[[ Available data open ]]

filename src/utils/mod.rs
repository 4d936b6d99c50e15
pub mod error;
pub mod logger;
pub mod monitor;
pub mod validation;
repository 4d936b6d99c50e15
use crate::domain::model::TextEncoding;

/// UTF-8 first, Latin-1 when the bytes are not valid UTF-8. Never fails.
pub fn decode_text(bytes: Vec<u8>) -> (String, TextEncoding) {
    match String::from_utf8(bytes) {
        Ok(text) => (text, TextEncoding::Utf8),
        Err(e) => (decode_latin1(e.as_bytes()), TextEncoding::Latin1),
    }
}

/// Every byte maps to the code point with the same value (U+0000..=U+00FF).
pub fn decode_latin1(bytes: &[u8]) -> String {
    bytes.iter().map(|&b| char::from(b)).collect()
}
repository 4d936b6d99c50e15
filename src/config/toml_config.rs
use super::{CompilerConfig, DEFAULT_CONFIG_FILE};
use crate::utils::error::{CompileError, Result};
use regex::Regex;
use std::path::{Path, PathBuf};

impl CompilerConfig {
    /// 決定要讀取的配置檔：指定路徑優先，否則使用工作目錄下存在的預設檔
    pub fn resolve_path(path: Option<&Path>) -> Option<PathBuf> {
        match path {
            Some(path) => Some(path.to_path_buf()),
            None => {
                let default_path = Path::new(DEFAULT_CONFIG_FILE);
                default_path.exists().then(|| default_path.to_path_buf())
            }
        }
    }

    /// 載入配置：指定路徑必須存在；未指定且沒有預設檔時使用內建預設值
    pub fn load(path: Option<&Path>) -> Result<Self> {
        match Self::resolve_path(path) {
            Some(path) => Self::from_file(path),
            None => Ok(Self::default()),
        }
    }

    /// 從 TOML 檔案載入配置
    pub fn from_file<P: AsRef<Path>>(path: P) -> Result<Self> {
        let content = std::fs::read_to_string(&path).map_err(CompileError::IoError)?;
        Self::from_toml_str(&content)
    }

    /// 從 TOML 字串解析配置
    pub fn from_toml_str(content: &str) -> Result<Self> {
        // 處理環境變數替換
        let processed_content = Self::substitute_env_vars(content)?;

        toml::from_str(&processed_content).map_err(|e| CompileError::ConfigError {
            message: format!("TOML parsing error: {}", e),
        })
    }

    /// 替換環境變數 (例如 ${NOTES_DIR})；未設定的變數保留原樣
    fn substitute_env_vars(content: &str) -> Result<String> {
        let re = Regex::new(r"\$\{([^}]+)\}").map_err(|e| CompileError::ConfigError {
            message: format!("Invalid substitution pattern: {}", e),
        })?;

        let result = re.replace_all(content, |caps: &regex::Captures| {
            let var_name = &caps[1];
            std::env::var(var_name).unwrap_or_else(|_| format!("${{{}}}", var_name))
        });

        Ok(result.into_owned())
    }

    /// Serializes the config back to TOML, e.g. to print the effective settings.
    pub fn to_toml_string(&self) -> Result<String> {
        toml::to_string_pretty(self).map_err(|e| CompileError::ConfigError {
            message: format!("TOML serialization error: {}", e),
        })
    }
}
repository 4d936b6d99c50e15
use std::fs;
use std::path::Path;
use tempfile::TempDir;
use txt_compiler::{CompileError, Compiler, CompilerConfig, LocalStorage, TextEncoding};

fn config_for(input: &Path, output: &Path, add_separators: bool, include_filenames: bool) -> CompilerConfig {
    CompilerConfig {
        input_folder: input.to_path_buf(),
        output_file: output.to_path_buf(),
        add_separators,
        include_filenames,
        ..CompilerConfig::default()
    }
}

#[test]
fn test_empty_directory_fails_with_zero_files() {
    let input = TempDir::new().unwrap();
    let out_dir = TempDir::new().unwrap();
    let output = out_dir.path().join("out.txt");

    let mut compiler = Compiler::new(LocalStorage::new(), config_for(input.path(), &output, true, false));
    let summary = compiler.run();

    assert!(!summary.success);
    assert_eq!(summary.files_processed, 0);
    assert!(!output.exists());
}

#[test]
fn test_missing_input_directory_fails() {
    let temp_dir = TempDir::new().unwrap();
    let missing = temp_dir.path().join("missing");
    let output = temp_dir.path().join("out.txt");

    let mut compiler = Compiler::new(LocalStorage::new(), config_for(&missing, &output, true, false));
    let err = compiler.compile().unwrap_err();

    assert!(matches!(err, CompileError::InputDir { .. }));
}

#[test]
fn test_counts_match_file_contents() {
    let input = TempDir::new().unwrap();
    fs::write(input.path().join("one.txt"), "hello").unwrap();
    fs::write(input.path().join("two.txt"), "wörld ✓\n").unwrap();
    fs::write(input.path().join("three.txt"), "").unwrap();
    fs::write(input.path().join("skip.md"), "not included").unwrap();
    let out_dir = TempDir::new().unwrap();
    let output = out_dir.path().join("out.txt");

    let mut compiler = Compiler::new(LocalStorage::new(), config_for(input.path(), &output, true, true));
    let summary = compiler.run();

    assert!(summary.success);
    assert_eq!(summary.files_processed, 3);
    assert_eq!(summary.total_chars, 5 + 8);
}

#[test]
fn test_plain_concatenation_in_sorted_order() {
    let input = TempDir::new().unwrap();
    // 建立順序故意與字母順序相反
    fs::write(input.path().join("c.txt"), "third").unwrap();
    fs::write(input.path().join("b.txt"), "second\r\n").unwrap();
    fs::write(input.path().join("a.txt"), "first\n").unwrap();
    let out_dir = TempDir::new().unwrap();
    let output = out_dir.path().join("out.txt");

    let mut compiler = Compiler::new(LocalStorage::new(), config_for(input.path(), &output, false, false));
    compiler.compile().unwrap();

    assert_eq!(fs::read(&output).unwrap(), b"first\nsecond\r\nthird");
}

#[test]
fn test_separators_and_filenames_layout() {
    let input = TempDir::new().unwrap();
    fs::write(input.path().join("day1.txt"), "Squats").unwrap();
    fs::write(input.path().join("day2.txt"), "Rest").unwrap();
    let out_dir = TempDir::new().unwrap();
    let output = out_dir.path().join("out.txt");

    let mut compiler = Compiler::new(LocalStorage::new(), config_for(input.path(), &output, true, true));
    let report = compiler.compile().unwrap();

    let dashes = "-".repeat(30);
    let equals = "=".repeat(50);
    let expected = format!(
        "File: day1.txt\n{dashes}\n\nSquats\n\n{equals}\n\nFile: day2.txt\n{dashes}\n\nRest"
    );
    assert_eq!(fs::read_to_string(&output).unwrap(), expected);
    assert_eq!(report.total_chars(), 10);
}

#[test]
fn test_separators_without_filenames() {
    let input = TempDir::new().unwrap();
    fs::write(input.path().join("a.txt"), "A").unwrap();
    fs::write(input.path().join("b.txt"), "B").unwrap();
    let out_dir = TempDir::new().unwrap();
    let output = out_dir.path().join("out.txt");

    let mut compiler = Compiler::new(LocalStorage::new(), config_for(input.path(), &output, true, false));
    compiler.compile().unwrap();

    assert_eq!(
        fs::read_to_string(&output).unwrap(),
        format!("A\n\n{}\n\nB", "=".repeat(50))
    );
}

#[test]
fn test_invalid_utf8_is_included_via_latin1() {
    let input = TempDir::new().unwrap();
    fs::write(input.path().join("a.txt"), [0x43, 0x61, 0x66, 0xE9]).unwrap();
    fs::write(input.path().join("b.txt"), "ok").unwrap();
    let out_dir = TempDir::new().unwrap();
    let output = out_dir.path().join("out.txt");

    let mut compiler = Compiler::new(LocalStorage::new(), config_for(input.path(), &output, false, false));
    let report = compiler.compile().unwrap();

    assert_eq!(report.files_processed(), 2);
    assert_eq!(report.processed[0].encoding, TextEncoding::Latin1);
    assert_eq!(report.processed[1].encoding, TextEncoding::Utf8);
    assert_eq!(fs::read_to_string(&output).unwrap(), "Caféok");
}

#[cfg(unix)]
#[test]
fn test_unreadable_file_is_skipped_and_run_succeeds() {
    let input = TempDir::new().unwrap();
    fs::write(input.path().join("b.txt"), "valid").unwrap();
    std::os::unix::fs::symlink(input.path().join("deleted"), input.path().join("a.txt")).unwrap();
    let out_dir = TempDir::new().unwrap();
    let output = out_dir.path().join("out.txt");

    let mut compiler = Compiler::new(LocalStorage::new(), config_for(input.path(), &output, false, false));
    let report = compiler.compile().unwrap();

    assert_eq!(report.files_processed(), 1);
    assert_eq!(report.skipped.len(), 1);
    assert_eq!(fs::read_to_string(&output).unwrap(), "valid");

    let summary = compiler.run();
    assert!(summary.success);
    assert_eq!(summary.files_processed, 1);
}

#[test]
fn test_output_parent_directories_are_created() {
    let input = TempDir::new().unwrap();
    fs::write(input.path().join("a.txt"), "A").unwrap();
    let out_dir = TempDir::new().unwrap();
    let output = out_dir.path().join("build").join("nested").join("all.txt");

    let mut compiler = Compiler::new(LocalStorage::new(), config_for(input.path(), &output, true, false));
    compiler.compile().unwrap();

    assert_eq!(fs::read_to_string(&output).unwrap(), "A");
}

#[test]
fn test_existing_output_is_truncated() {
    let input = TempDir::new().unwrap();
    fs::write(input.path().join("a.txt"), "fresh").unwrap();
    let out_dir = TempDir::new().unwrap();
    let output = out_dir.path().join("out.txt");
    fs::write(&output, "stale content that is longer").unwrap();

    let mut compiler = Compiler::new(LocalStorage::new(), config_for(input.path(), &output, true, false));
    compiler.compile().unwrap();

    assert_eq!(fs::read_to_string(&output).unwrap(), "fresh");
}

#[test]
fn test_output_inside_input_dir_is_not_reread() {
    let input = TempDir::new().unwrap();
    fs::write(input.path().join("a.txt"), "A").unwrap();
    fs::write(input.path().join("b.txt"), "B").unwrap();
    let output = input.path().join("compiled.txt");

    let config = config_for(input.path(), &output, false, false);
    let mut compiler = Compiler::new(LocalStorage::new(), config);
    compiler.compile().unwrap();

    // 第二次執行時 compiled.txt 已存在於輸入目錄
    let summary = compiler.run();
    assert!(summary.success);
    assert_eq!(summary.files_processed, 2);
    assert_eq!(fs::read_to_string(&output).unwrap(), "AB");
}

#[test]
fn test_hidden_files_are_skipped_by_default() {
    let input = TempDir::new().unwrap();
    fs::write(input.path().join(".draft.txt"), "hidden").unwrap();
    fs::write(input.path().join("visible.txt"), "shown").unwrap();
    let out_dir = TempDir::new().unwrap();
    let output = out_dir.path().join("out.txt");

    let mut compiler = Compiler::new(LocalStorage::new(), config_for(input.path(), &output, false, false));
    compiler.compile().unwrap();
    assert_eq!(fs::read_to_string(&output).unwrap(), "shown");

    let mut config = config_for(input.path(), &output, false, false);
    config.include_hidden = true;
    let mut compiler = Compiler::new(LocalStorage::new(), config);
    compiler.compile().unwrap();
    assert_eq!(fs::read_to_string(&output).unwrap(), "hiddenshown");
}

#[test]
fn test_output_path_is_a_directory_fails() {
    let input = TempDir::new().unwrap();
    fs::write(input.path().join("a.txt"), "A").unwrap();
    let out_dir = TempDir::new().unwrap();

    let mut compiler = Compiler::new(LocalStorage::new(), config_for(input.path(), out_dir.path(), true, false));
    let err = compiler.compile().unwrap_err();

    assert!(matches!(err, CompileError::OutputWrite { .. }));
    assert!(!compiler.run().success);
}

#[test]
fn test_plan_lists_files_without_writing() {
    let input = TempDir::new().unwrap();
    fs::write(input.path().join("b.txt"), "B").unwrap();
    fs::write(input.path().join("a.txt"), "A").unwrap();
    let out_dir = TempDir::new().unwrap();
    let output = out_dir.path().join("out.txt");

    let compiler = Compiler::new(LocalStorage::new(), config_for(input.path(), &output, true, false));
    let files = compiler.plan().unwrap();

    assert_eq!(files, vec![input.path().join("a.txt"), input.path().join("b.txt")]);
    assert!(!output.exists());
}
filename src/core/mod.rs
pub mod compiler;
pub mod decode;
pub mod layout;

pub use crate::domain::ports::ConfigProvider;
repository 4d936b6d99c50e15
use tracing_subscriber::{layer::SubscriberExt, util::SubscriberInitExt, EnvFilter};

use crate::config::LogFormat;

fn build_filter(verbose: bool, level: Option<&str>) -> EnvFilter {
    let default_directive = match (verbose, level) {
        (true, _) => "txt_compiler=debug,info".to_string(),
        (false, Some(level)) => format!("txt_compiler={}", level),
        (false, None) => "txt_compiler=info".to_string(),
    };

    EnvFilter::try_from_default_env().unwrap_or_else(|_| EnvFilter::new(default_directive))
}

pub fn init_cli_logger(verbose: bool, level: Option<&str>, format: LogFormat) {
    let filter = build_filter(verbose, level);

    match format {
        LogFormat::Compact => {
            tracing_subscriber::registry()
                .with(filter)
                .with(
                    tracing_subscriber::fmt::layer()
                        .with_target(false)
                        .with_thread_ids(false)
                        .with_file(false)
                        .with_line_number(false)
                        .compact(),
                )
                .init();
        }
        LogFormat::Json => {
            tracing_subscriber::registry()
                .with(filter)
                .with(
                    tracing_subscriber::fmt::layer()
                        .with_target(false)
                        .with_thread_ids(false)
                        .with_file(false)
                        .with_line_number(false)
                        .json(),
                )
                .init();
        }
    }
}
// Domain layer: compile models and ports (interfaces). No external dependencies beyond std.

pub mod model;
pub mod ports;
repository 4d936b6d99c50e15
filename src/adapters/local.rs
use crate::domain::ports::Storage;
use std::fs::{self, File};
use std::io::BufWriter;
use std::path::{Path, PathBuf};

#[derive(Debug, Clone, Default)]
pub struct LocalStorage;

impl LocalStorage {
    pub fn new() -> Self {
        Self
    }
}

impl Storage for LocalStorage {
    type Writer = BufWriter<File>;

    fn list_files(&self, dir: &Path) -> std::io::Result<Vec<PathBuf>> {
        let mut files = Vec::new();

        for entry in fs::read_dir(dir)? {
            let entry = entry?;
            // 斷掉的 symlink 也保留，讀取時再當成單檔錯誤處理
            if entry.file_type()?.is_dir() {
                continue;
            }
            files.push(entry.path());
        }

        Ok(files)
    }

    fn read_file(&self, path: &Path) -> std::io::Result<Vec<u8>> {
        fs::read(path)
    }

    fn create_output(&self, path: &Path) -> std::io::Result<Self::Writer> {
        if let Some(parent) = path.parent() {
            if !parent.as_os_str().is_empty() && !parent.exists() {
                fs::create_dir_all(parent)?;
                tracing::info!("📁 Created output directory: {}", parent.display());
            }
        }

        Ok(BufWriter::new(File::create(path)?))
    }

    fn same_file(&self, a: &Path, b: &Path) -> bool {
        match (fs::canonicalize(a), fs::canonicalize(b)) {
            (Ok(a), Ok(b)) => a == b,
            _ => a == b,
        }
    }
}
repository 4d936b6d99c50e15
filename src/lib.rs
pub mod adapters;
pub mod config;
pub mod core;
pub mod domain;
pub mod utils;

#[cfg(feature = "cli")]
pub use config::cli::CliArgs;

pub use adapters::LocalStorage;
pub use config::CompilerConfig;
pub use core::compiler::Compiler;
pub use domain::model::{CompileReport, CompileSummary, ProcessedFile, SkippedFile, TextEncoding};
pub use utils::error::{CompileError, Result};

[[ Available data closed ]]

__About this exercise__
How many lines in the entries contain the string "matches"? Answer with the number only.

__Answer box__
2